Coherence gating and adaptive optics in the eye

Donald T. Miller, Junle Qu, Ravi Jonnal, Karen Thorn

Research output: Contribution to journal › Conference article

73 Scopus citations

Abstract

An en face coherence gated camera equipped with adaptive optics (AO) has been constructed for imaging single cells in the living human retina. The high axial resolution of coherence gating combined with the high transverse resolution of AO provides a powerful imaging tool whose image quality can surpass either methodology performing alone. The AO system relies on a 37-actuator Xinetics mirror and a Shack-Hartmann wavefront sensor that executes up to 22 corrections per second. The coherence gate is realized with a free-space Michelson interferometer that employs a scientific-grade 12-bit CCD array for recording 2-D retinal interferogram's. Images were collected of microstructures the size of single cells in the in vivo retina.
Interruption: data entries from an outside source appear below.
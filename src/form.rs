//! The signup form: four validated fields, their cross-field rule, and the
//! submit/reset protocol.

use log::{debug, info};
use strum::IntoEnumIterator;
use thiserror::Error;

use crate::field::{DependentPredicate, FieldStatus, FieldValidator, Predicate};
use crate::models::{Advisory, Field, SecretField, Submission};
use crate::submit::Submitter;
use crate::utils::input_validation::{
    is_email, is_not_empty, is_password, matches, unmet_password_requirements,
};

#[derive(Debug, Error)]
pub enum SubmitError {
    /// The submitter failed. The form keeps its content.
    #[error("Submission rejected: {0}")]
    Rejected(anyhow::Error),
}

/// Result of a submit request
#[derive(Debug, Clone, Copy, PartialEq, Eq)]
pub enum SubmitOutcome {
    /// The form was not valid, nothing happened
    Ignored,
    /// The submitter accepted the form, which has been reset
    Submitted,
}

pub struct FormCoordinator<S> {
    name: FieldValidator<Predicate>,
    email: FieldValidator<Predicate>,
    password: FieldValidator<Predicate>,
    confirm_password: FieldValidator<DependentPredicate>,
    password_visible: bool,
    confirm_visible: bool,
    submitter: S,
}

impl<S: Submitter> FormCoordinator<S> {
    pub fn new(submitter: S) -> Self {
        Self {
            name: FieldValidator::new(is_not_empty),
            email: FieldValidator::new(is_email),
            password: FieldValidator::new(is_password),
            confirm_password: FieldValidator::new(matches),
            password_visible: false,
            confirm_visible: false,
            submitter,
        }
    }

    /// Single-value fields. The confirmation is handled apart since its
    /// rule needs the password.
    fn simple_field(&self, field: Field) -> Option<&FieldValidator<Predicate>> {
        match field {
            Field::Name => Some(&self.name),
            Field::Email => Some(&self.email),
            Field::Password => Some(&self.password),
            Field::ConfirmPassword => None,
        }
    }

    pub fn change(&mut self, field: Field, value: impl Into<String>) {
        debug!("{field} changed");
        match field {
            Field::Name => self.name.on_change(value),
            Field::Email => self.email.on_change(value),
            Field::Password => self.password.on_change(value),
            Field::ConfirmPassword => self.confirm_password.on_change(value),
        }
    }

    pub fn blur(&mut self, field: Field) {
        debug!("{field} blurred");
        match field {
            Field::Name => self.name.on_blur(),
            Field::Email => self.email.on_blur(),
            Field::Password => self.password.on_blur(),
            Field::ConfirmPassword => self.confirm_password.on_blur(),
        }
    }

    pub fn value(&self, field: Field) -> &str {
        match self.simple_field(field) {
            Some(validator) => validator.value(),
            None => self.confirm_password.value(),
        }
    }

    pub fn is_touched(&self, field: Field) -> bool {
        match self.simple_field(field) {
            Some(validator) => validator.is_touched(),
            None => self.confirm_password.is_touched(),
        }
    }

    /// Current state of the field. For the confirmation this is evaluated
    /// against the password as it is right now.
    pub fn status(&self, field: Field) -> FieldStatus {
        match self.simple_field(field) {
            Some(validator) => validator.status(),
            None => self.confirm_password.status_against(self.password.value()),
        }
    }

    pub fn is_valid(&self, field: Field) -> bool {
        match self.simple_field(field) {
            Some(validator) => validator.is_valid(),
            None => self
                .confirm_password
                .is_valid_against(self.password.value()),
        }
    }

    pub fn has_error(&self, field: Field) -> bool {
        self.status(field).has_error()
    }

    /// Every field is valid right now
    pub fn is_form_valid(&self) -> bool {
        Field::iter().all(|field| self.is_valid(field))
    }

    /// Messages to show under a field.
    ///
    /// The error message only appears once the field is in error. The
    /// password requirement hints are listed as long as they are not met,
    /// touched or not.
    pub fn advisories(&self, field: Field) -> Vec<Advisory> {
        let mut advisories = Vec::new();
        let has_error = self.has_error(field);

        match field {
            Field::Name if has_error => advisories.push(Advisory::NameEmpty),
            Field::Email if has_error => advisories.push(Advisory::EmailInvalid),
            Field::Password => {
                if has_error {
                    advisories.push(Advisory::PasswordInvalid);
                }
                advisories.extend(
                    unmet_password_requirements(self.password.value())
                        .into_iter()
                        .map(Advisory::PasswordRequirement),
                );
            }
            Field::ConfirmPassword if has_error => advisories.push(Advisory::ConfirmMismatch),
            _ => {}
        }

        advisories
    }

    pub fn is_visible(&self, field: SecretField) -> bool {
        match field {
            SecretField::Password => self.password_visible,
            SecretField::ConfirmPassword => self.confirm_visible,
        }
    }

    /// Flips the show/hide toggle of a secret field
    pub fn toggle_visibility(&mut self, field: SecretField) {
        let visible = match field {
            SecretField::Password => &mut self.password_visible,
            SecretField::ConfirmPassword => &mut self.confirm_visible,
        };
        *visible = !*visible;
    }

    /// Submits the form if it is valid, then resets it.
    ///
    /// An invalid form is left as is and the submitter is not called.
    pub fn submit(&mut self) -> Result<SubmitOutcome, SubmitError> {
        if !self.is_form_valid() {
            debug!("Submit ignored, form is not valid");
            return Ok(SubmitOutcome::Ignored);
        }

        let submission = Submission {
            name: self.name.value().to_owned(),
            email: self.email.value().to_owned(),
            password: self.password.value().to_owned(),
        };
        self.submitter
            .submit(&submission)
            .map_err(SubmitError::Rejected)?;

        info!("Form submitted for {}", submission.email);
        self.reset();
        Ok(SubmitOutcome::Submitted)
    }

    /// Empties and untouches every field, and hides both secret fields
    pub fn reset(&mut self) {
        self.name.reset();
        self.email.reset();
        self.password.reset();
        self.confirm_password.reset();
        self.password_visible = false;
        self.confirm_visible = false;
        info!("Form reset");
    }

    #[cfg(test)]
    fn submitter(&self) -> &S {
        &self.submitter
    }
}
Early results suggest that a coherence gated adaptive optics camera should substantially improve our ability to detect single cells in the retina over the current state-of-the-art AO retina cameras, including conventional flood illuminated and confocal scanning laser ophthalmoscopes. To our knowledge, this is the first effort to combine coherence gating and adaptive optics.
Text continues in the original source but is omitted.